Jaurès n’est pas seulement un martyr dont on se demanderait « pourquoi ils l’ont tué ». C’est aussi un penseur et un merveilleux « metteur en mots ». Bernard Antony vient de lui consacrer un livre important. A la rencontre de la gauche perdue.
Il n’existe malheureusement pas d’histoires globales de la gauche comme il y a plusieurs synthèses sur les droites en France. C’est sans doute s’avisant de cette carence que Bernard Antony a essayé d’approcher le cœur idéologique de la gauche à travers le personnage de Jean Jaurès. Symbole de l’engagement intellectuel à gauche, Jaurès a beaucoup écrit ; la postérité l’adule. Pour Bernard Antony, il y avait là matière à un défi. Issu d’une famille de Blancs du Midi, ce jeune normalien, qui aurait pu figurer dans Les Déracinés de Barrès, se retrouve socialiste avec enthousiasme. Brillant élève, il aurait pu aspirer au professorat mais décide de s’engager en politique pour faire triompher ses convictions. Ce sera l’homme de l’unité dans la mouvance socialiste. Son journal « L’Humanité » accueillait toutes les tendances du socialisme en lien avec la Deuxième Internationale. Il ne voulait pas de la guerre. Sa mort tragique – il est assassiné à la veille du conflit mondial par un déséquilibré qui se prétend « nationaliste » – garde jusqu’aujourd’hui sa mémoire sans tache. Il est « le saint » de la cause.

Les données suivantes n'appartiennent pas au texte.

const DEFAULT_MQTT_BROKER_ADDR: &str = "127.0.0.1:1883";
const DEFAULT_MQTT_CLIENT_ID: &str = "frigate-sentry";
const DEFAULT_EVENTS_TOPIC: &str = "frigate/events";
const DEFAULT_TOPIC_PREFIX: &str = "sentry";
const DEFAULT_NVR_URL: &str = "http://127.0.0.1:5000";
const DEFAULT_SNAPSHOT_DELAY_SECS: u64 = 3;
const DEFAULT_VISION_ENDPOINT: &str = "http://127.0.0.1:11434";
const DEFAULT_VISION_MODEL: &str = "llava:13b";
const DEFAULT_VISION_TIMEOUT_SECS: u64 = 60;
const DEFAULT_HUB_URL: &str = "http://127.0.0.1:8123";
const DEFAULT_HOME_MODE_ENTITY: &str = "input_select.home_mode";
const DEFAULT_KNOWN_FACES_ENTITY: &str = "binary_sensor.known_faces";
const DEFAULT_ALARM_ENTITY: &str = "switch.siren";
const DEFAULT_SPEAKER_ENTITY: &str = "media_player.indoor_speaker";
const DEFAULT_HUB_CACHE_SECS: u64 = 30;
const DEFAULT_AGENT_CHANNEL: &str = "telegram";
const DEFAULT_AGENT_NAME: &str = "frigate-sentry";
const DEFAULT_AGENT_TIMEOUT_SECS: u64 = 30;
const DEFAULT_COOLDOWN_SECS: u64 = 30;
const DEFAULT_QUEUE_MAX_DEPTH: usize = 64;
const DEFAULT_CONFIRM_DELAY_SECS: u64 = 4;
const DEFAULT_CONFIRM_TIMEOUT_SECS: u64 = 30;
const DEFAULT_QUIET_START: &str = "22:00";
const DEFAULT_QUIET_END: &str = "07:00";
const DEFAULT_MORNING_START_HOUR: u32 = 7;
const DEFAULT_EVENING_START_HOUR: u32 = 18;
const DEFAULT_NIGHT_START_HOUR: u32 = 22;
const DEFAULT_BASE_DIR: &str = "/var/lib/frigate-sentry";
const DEFAULT_WORKSPACE_DIR: &str = "workspace";
const DEFAULT_HISTORY_FILE: &str = "event_history.jsonl";
const DEFAULT_HISTORY_MAX_LINES: usize = 2000;
const DEFAULT_RECENT_WINDOW_SECS: u64 = 3600;
const DEFAULT_STAGING_TTL_SECS: u64 = 6 * 3600;

fn config_string(value: Option<String>, default: &str) -> String {
    value.unwrap_or_else(|| default.to_string())
}

fn config_u64(value: Option<u64>, default: u64) -> u64 {
    value.unwrap_or(default)
}

// -------------------- File Shape --------------------

#[derive(Debug, Deserialize, Default)]
struct SentryConfigFile {
    mqtt: Option<MqttConfigFile>,
    nvr: Option<NvrConfigFile>,
    vision: Option<VisionConfigFile>,
    hub: Option<HubConfigFile>,
    agent: Option<AgentConfigFile>,
    cameras: Option<HashMap<String, CameraConfigFile>>,
    pipeline: Option<PipelineConfigFile>,
    quiet_hours: Option<QuietHoursConfigFile>,
    time_bands: Option<TimeBandsConfigFile>,
    storage: Option<StorageConfigFile>,
    phases: Option<PhasesConfigFile>,
    audit_signing_key: Option<String>,
    users: Option<Vec<UserConfigFile>>,
}

#[derive(Debug, Deserialize, Default)]
struct MqttConfigFile {
    broker_addr: Option<String>,
    username: Option<String>,
    password: Option<String>,
    client_id: Option<String>,
    events_topic: Option<String>,
    topic_prefix: Option<String>,
}

#[derive(Debug, Deserialize, Default)]
struct NvrConfigFile {
    url: Option<String>,
    snapshot_delay_seconds: Option<u64>,
}

#[derive(Debug, Deserialize, Default)]
struct VisionConfigFile {
    endpoint: Option<String>,
    fallback_endpoint: Option<String>,
    model: Option<String>,
    timeout_seconds: Option<u64>,
}

#[derive(Debug, Deserialize, Default)]
struct HubConfigFile {
    url: Option<String>,
    token: Option<String>,
    home_mode_entity: Option<String>,
    known_faces_entity: Option<String>,
    alarm_entity: Option<String>,
    speaker_entity: Option<String>,
    zone_lights: Option<HashMap<String, Vec<String>>>,
    state_cache_seconds: Option<u64>,
}

#[derive(Debug, Deserialize, Default)]
struct AgentConfigFile {
    gateway_url: Option<String>,
    token: Option<String>,
    channel: Option<String>,
    recipients: Option<Vec<String>>,
    name: Option<String>,
    timeout_seconds: Option<u64>,
}

#[derive(Debug, Deserialize, Default)]
struct CameraConfigFile {
    zone: Option<String>,
    notes: Option<String>,
}

#[derive(Debug, Deserialize, Default)]
struct PipelineConfigFile {
    cooldown_seconds: Option<u64>,
    queue_max_depth: Option<usize>,
    confirm_delay_seconds: Option<u64>,
    confirm_timeout_seconds: Option<u64>,
}

#[derive(Debug, Deserialize, Default)]
struct QuietHoursConfigFile {
    start: Option<String>,
    end: Option<String>,
}

#[derive(Debug, Deserialize, Default)]
struct TimeBandsConfigFile {
    morning_start_hour: Option<u32>,
    evening_start_hour: Option<u32>,
    night_start_hour: Option<u32>,
}

#[derive(Debug, Deserialize, Default)]
struct StorageConfigFile {
    base_dir: Option<String>,
    workspace_dir: Option<String>,
    history_file: Option<String>,
    history_max_lines: Option<usize>,
    recent_events_window_seconds: Option<u64>,
    staging_ttl_seconds: Option<u64>,
}

#[derive(Debug, Deserialize, Default)]
struct PhasesConfigFile {
    confirmation: Option<bool>,
    actions: Option<bool>,
    delivery: Option<bool>,
}

#[derive(Debug, Deserialize)]
struct UserConfigFile {
    name: String,
    role: Option<String>,
}

// -------------------- Runtime Settings --------------------

#[derive(Debug, Clone)]
pub struct MqttSettings {
    pub broker_addr: String,
    pub username: Option<String>,
    pub password: Option<String>,
    pub client_id: String,
    pub events_topic: String,
    pub topic_prefix: String,
}

impl MqttSettings {
    pub fn analysis_topic(&self) -> String {
        format!("{}/analysis", self.topic_prefix)
    }

    pub fn availability_topic(&self) -> String {
        format!("{}/status", self.topic_prefix)
    }
}

#[derive(Debug, Clone)]
pub struct NvrSettings {
    pub url: String,
    pub snapshot_delay: Duration,
}

#[derive(Debug, Clone)]
pub struct VisionSettings {
    pub endpoint: String,
    pub fallback_endpoint: Option<String>,
    pub model: String,
    pub timeout: Duration,
}

#[derive(Debug, Clone)]
pub struct HubSettings {
    pub url: String,
    pub token: String,
    pub home_mode_entity: String,
    pub known_faces_entity: String,
    pub alarm_entity: String,
    pub speaker_entity: String,
    pub zone_lights: HashMap<String, Vec<String>>,
    pub state_cache: Duration,
}

#[derive(Debug, Clone)]
pub struct AgentSettings {
    pub gateway_url: String,
    pub token: String,
    pub channel: String,
    pub recipients: Vec<String>,
    pub name: String,
    pub timeout_seconds: u64,
}

#[derive(Debug, Clone, Default)]
pub struct CameraProfile {
    pub zone: String,
    pub notes: String,
}

#[derive(Debug, Clone)]
pub struct PipelineSettings {
    pub cooldown: Duration,
    pub queue_max_depth: usize,
    pub confirm_delay: Duration,
    pub confirm_timeout: Duration,
}

/// A local-time window in which audible actions are suppressed unless the
/// risk is critical. The window may wrap midnight.
#[derive(Debug, Clone, Copy, PartialEq, Eq)]
pub struct QuietHours {
    pub start_minute: u32,
    pub end_minute: u32,
}

impl QuietHours {
    pub fn parse(start: &str, end: &str) -> Result<Self> {
        Ok(Self {
            start_minute: parse_clock(start)?,
            end_minute: parse_clock(end)?,
        })
    }

    pub fn contains(&self, minute_of_day: u32) -> bool {
        if self.start_minute == self.end_minute {
            return false;
        }
        if self.start_minute < self.end_minute {
            (self.start_minute..self.end_minute).contains(&minute_of_day)
        } else {
            minute_of_day >= self.start_minute || minute_of_day < self.end_minute
        }
    }
}

fn parse_clock(raw: &str) -> Result<u32> {
    let (hour, minute) = raw
        .trim()
        .split_once(':')
        .ok_or_else(|| anyhow!("invalid clock time '{}'; expected HH:MM", raw))?;
    let hour: u32 = hour.parse().context("invalid hour")?;
    let minute: u32 = minute.parse().context("invalid minute")?;
    if hour > 23 || minute > 59 {
        return Err(anyhow!("clock time '{}' out of range", raw));
    }
    Ok(hour * 60 + minute)
}

#[derive(Debug, Clone, Copy)]
pub struct TimeBands {
    pub morning_start_hour: u32,
    pub evening_start_hour: u32,
    pub night_start_hour: u32,
}

#[derive(Debug, Clone)]
pub struct StorageSettings {
    pub base_dir: PathBuf,
    pub workspace_dir: PathBuf,
    pub history_file: PathBuf,
    pub history_max_lines: usize,
    pub recent_events_window: Duration,
    pub staging_ttl: Duration,
}

impl StorageSettings {
    pub fn snapshot_dir(&self) -> PathBuf {
        self.base_dir.join("ai-snapshots")
    }

    pub fn clip_dir(&self) -> PathBuf {
        self.base_dir.join("ai-clips")
    }

    pub fn staging_dir(&self) -> PathBuf {
        self.workspace_dir.join("ai-snapshots")
    }
}

#[derive(Debug, Clone, Copy)]
pub struct PhaseToggles {
    pub confirmation: bool,
    pub actions: bool,
    pub delivery: bool,
}

#[derive(Debug, Clone)]
pub struct UserEntry {
    pub name: String,
    pub role: String,
}

/// The single authoritative runtime configuration. Components never hold this
/// directly; they receive an immutable `Arc` snapshot for one event.
#[derive(Debug, Clone)]
pub struct RuntimeConfig {
    pub mqtt: MqttSettings,
    pub nvr: NvrSettings,
    pub vision: VisionSettings,
    pub hub: HubSettings,
    pub agent: AgentSettings,
    pub cameras: HashMap<String, CameraProfile>,
    pub pipeline: PipelineSettings,
    pub quiet_hours: QuietHours,
    pub time_bands: TimeBands,
    pub storage: StorageSettings,
    pub phases: PhaseToggles,
    pub audit_signing_key: Option<String>,
    pub users: Vec<UserEntry>,
}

La Révolution française comme matrice
Mais quelle est cette cause se demande en substance Bernard Antony. Le président de Chrétienté Solidarité et de l’Institut du Pays réel aime aller à la rencontre de ses adversaires. Il le fait avec cette chaleur et cette pointe d’accent qui le rendent irrésistible. Il le fait – c’est irremplaçable – en mobilisant toute sa culture, qui n’est pas étroite. Il le fait surtout en connaissance de cause, après avoir étudié attentivement ceux qu’il entend combattre. C’est ainsi qu’il a consacré des ouvrages fondamentaux à la franc-maçonnerie, à l’islam, où sa vaste culture et sa force de conviction se marient harmonieusement pour nous donner un état de la question, qui, le plus souvent, n’existe pas avant lui.
Son ouvrage sur Jaurès représente, on le devine, une prodigieuse somme de travail. Chaque jugement est argumenté et étayé par force citations. L’homme est jaugé. L’œuvre est analysée. Que reste-t-il du personnage ? Quel rapport y a-t-il du mythe à la réalité ?
« Si vous n’avez pas la vérité absolue, qu’est-ce que vous faites au pouvoir ? », lance-t-il un jour à Clemenceau. Cette apostrophe dit tout.